An additional concern regarding mercury exposure from thimerosal
is how it might add together with other mercury exposures, such
as eating seafood. Hornig says that ethylmercury, the form found
in thimerosal, causes more damage to the developing brain than
does methylmercury, the form that is found in fish.
"We live in a world where there is exposure to mercury from
multiple sources, and some of it may be unavoidable," Goodman
says. "To the extent that there is mercury in the air, we can't
stop breathing. To the extent that there is mercury in certain
foods, obviously we can avoid fish, but anything else we may not
know about."
The IOM panel recommended further studies of the amount of
mercury exposure from thimerosal and other forms of mercury in
infants, children, and pregnant women.
"Thimerosal was removed from vaccines as a precautionary measure
to reduce the exposure to mercury from all sources," McCormick
says. "There is no evidence that the amount of mercury present
in vaccines resulted in health problems."
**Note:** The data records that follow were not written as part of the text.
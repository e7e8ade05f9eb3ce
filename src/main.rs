use clap::Parser;
use stockfactor::cli::{run, Cli};
use tracing_subscriber::{EnvFilter, prelude::*};

fn init_tracing() {
    let filter = EnvFilter::try_from_default_env().unwrap_or_else(|_| EnvFilter::new("info"));
    let stderr_layer = tracing_subscriber::fmt::layer().with_writer(std::io::stderr);
    tracing_subscriber::registry()
        .with(filter)
        .with(stderr_layer)
        .init();
}

fn main() -> std::process::ExitCode {
    init_tracing();
    run(Cli::parse())
}
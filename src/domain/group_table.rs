//! Date-indexed tables of per-group series, as produced by an upstream
//! backtest, and the bundle that carries them into the report stage.

use crate::domain::error::FactorError;
use chrono::NaiveDate;
use std::collections::BTreeMap;

/// Column-major table: one `f64` column per group label, indexed by date.
#[derive(Debug, Clone, PartialEq)]
pub struct GroupTable {
    dates: Vec<NaiveDate>,
    labels: Vec<String>,
    columns: Vec<Vec<f64>>,
}

impl GroupTable {
    pub fn new(
        dates: Vec<NaiveDate>,
        labels: Vec<String>,
        columns: Vec<Vec<f64>>,
    ) -> Result<Self, FactorError> {
        if labels.len() != columns.len() {
            return Err(FactorError::InvalidTable {
                reason: format!("{} labels for {} columns", labels.len(), columns.len()),
            });
        }
        if let Some((label, col)) = labels
            .iter()
            .zip(&columns)
            .find(|(_, col)| col.len() != dates.len())
        {
            return Err(FactorError::InvalidTable {
                reason: format!(
                    "column {} has {} values for {} dates",
                    label,
                    col.len(),
                    dates.len()
                ),
            });
        }
        Ok(Self {
            dates,
            labels,
            columns,
        })
    }

    /// Build from row-major values (one inner vec per date).
    pub fn from_rows(
        dates: Vec<NaiveDate>,
        labels: Vec<String>,
        rows: Vec<Vec<f64>>,
    ) -> Result<Self, FactorError> {
        let mut columns = vec![Vec::with_capacity(rows.len()); labels.len()];
        for (i, row) in rows.iter().enumerate() {
            if row.len() != labels.len() {
                return Err(FactorError::InvalidTable {
                    reason: format!("row {} has {} values for {} labels", i, row.len(), labels.len()),
                });
            }
            for (col, &value) in columns.iter_mut().zip(row) {
                col.push(value);
            }
        }
        Self::new(dates, labels, columns)
    }

    pub fn dates(&self) -> &[NaiveDate] {
        &self.dates
    }

    pub fn labels(&self) -> &[String] {
        &self.labels
    }

    pub fn len(&self) -> usize {
        self.dates.len()
    }

    pub fn is_empty(&self) -> bool {
        self.dates.is_empty()
    }

    pub fn column(&self, label: &str) -> Option<&[f64]> {
        self.labels
            .iter()
            .position(|l| l == label)
            .map(|i| self.columns[i].as_slice())
    }

    /// Labelled columns in table order.
    pub fn iter_columns(&self) -> impl Iterator<Item = (&str, &[f64])> {
        self.labels
            .iter()
            .map(String::as_str)
            .zip(self.columns.iter().map(Vec::as_slice))
    }

    /// Reassign labels in reverse order. Data stays in place, so the series
    /// under the first label ends up under the last one.
    pub fn reverse_labels(&mut self) {
        self.labels.reverse();
    }

    /// Append a column, replacing any existing column with the same label.
    pub fn set_column(&mut self, label: &str, values: Vec<f64>) -> Result<(), FactorError> {
        if values.len() != self.dates.len() {
            return Err(FactorError::InvalidTable {
                reason: format!(
                    "column {} has {} values for {} dates",
                    label,
                    values.len(),
                    self.dates.len()
                ),
            });
        }
        match self.labels.iter().position(|l| l == label) {
            Some(i) => self.columns[i] = values,
            None => {
                self.labels.push(label.to_string());
                self.columns.push(values);
            }
        }
        Ok(())
    }

    /// Compounded running product `cumprod(1 + r)` per column. A `NaN`
    /// period yields `NaN` and leaves the running product untouched.
    pub fn cumulative_product(&self) -> GroupTable {
        let columns = self
            .columns
            .iter()
            .map(|col| {
                let mut acc = 1.0;
                col.iter()
                    .map(|&r| {
                        if r.is_nan() {
                            f64::NAN
                        } else {
                            acc *= 1.0 + r;
                            acc
                        }
                    })
                    .collect()
            })
            .collect();
        GroupTable {
            dates: self.dates.clone(),
            labels: self.labels.clone(),
            columns,
        }
    }
}

/// Per-period information coefficient of one factor.
#[derive(Debug, Clone, PartialEq)]
pub struct IcSeries {
    pub dates: Vec<NaiveDate>,
    pub values: Vec<f64>,
}

impl IcSeries {
    /// Mean over the non-`NaN` periods, rounded to 3 decimals with ties to
    /// even. An empty series has mean 0.
    pub fn rounded_mean(&self) -> f64 {
        let finite: Vec<f64> = self.values.iter().copied().filter(|v| !v.is_nan()).collect();
        if finite.is_empty() {
            return 0.0;
        }
        let mean = finite.iter().sum::<f64>() / finite.len() as f64;
        (mean * 1000.0).round_ties_even() / 1000.0
    }
}

/// Upstream backtest output, keyed by factor name.
#[derive(Debug, Clone, Default, PartialEq)]
pub struct BacktestBundle {
    pub pro: BTreeMap<String, GroupTable>,
    pub pnl: BTreeMap<String, GroupTable>,
    pub ic: BTreeMap<String, IcSeries>,
}

impl BacktestBundle {
    pub fn factors(&self) -> impl Iterator<Item = &str> {
        self.ic.keys().map(String::as_str)
    }
}
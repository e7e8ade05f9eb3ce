//! Chart rendering port trait.

use crate::domain::error::FactorError;
use crate::domain::report::LineChart;

/// Port for rendering report charts.
pub trait ChartPort {
    fn render(&self, chart: &LineChart) -> Result<(), FactorError>;
}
The IOM committee emphasized that children should still receive
the full course of recommended vaccinations to prevent
infectious diseases and that they should get thimerosal-free
vaccines to minimize overall mercury exposure. These
recommendations are consistent with those of the American
Academy of Pediatrics and the U.S. Public Health Service, who in
July 1999 issued a joint statement calling for the removal of
thimerosal from vaccines.
Thimerosal Still Around?
On May 20, the Office of Special Counsel, an independent
investigative and prosecutorial agency handling "whistleblower"
complaints, forwarded to congressional oversight committees
hundreds of disclosures alleging public health and safety
concerns regarding the possible link between
thimerosal-containing vaccines and autism, many from parents of
children with autism or other neurological disorders.
Contrary to statements from Department of Health and Human
Services agencies, the HHS Office of Investigations, and the
American Academy of Pediatrics, the disclosures claim that some
childhood vaccines with expiration dates of 2005 contain 25
micrograms of mercury and continue to be produced and
administered.
As a next step, the IOM panel recommends developing programs to
increase public participation in vaccine safety research and
policy decisions and to promote constructive dialogue between
scientists, government officials, and the public about research
findings and their implications for policy development. For the
past two decades, the NVIC has been mandating independent,
non-governmental, non-industry research into the genetic and
other biological high risk factors of vaccine-associated brain
and immune system dysfunction, including autism.
"There needs to be more transparency, access to the data by more
researchers, and a greater collaborative effort by the
government or there will be a loss of trust," Fisher says. "I am
cautiously hopeful that they will do this."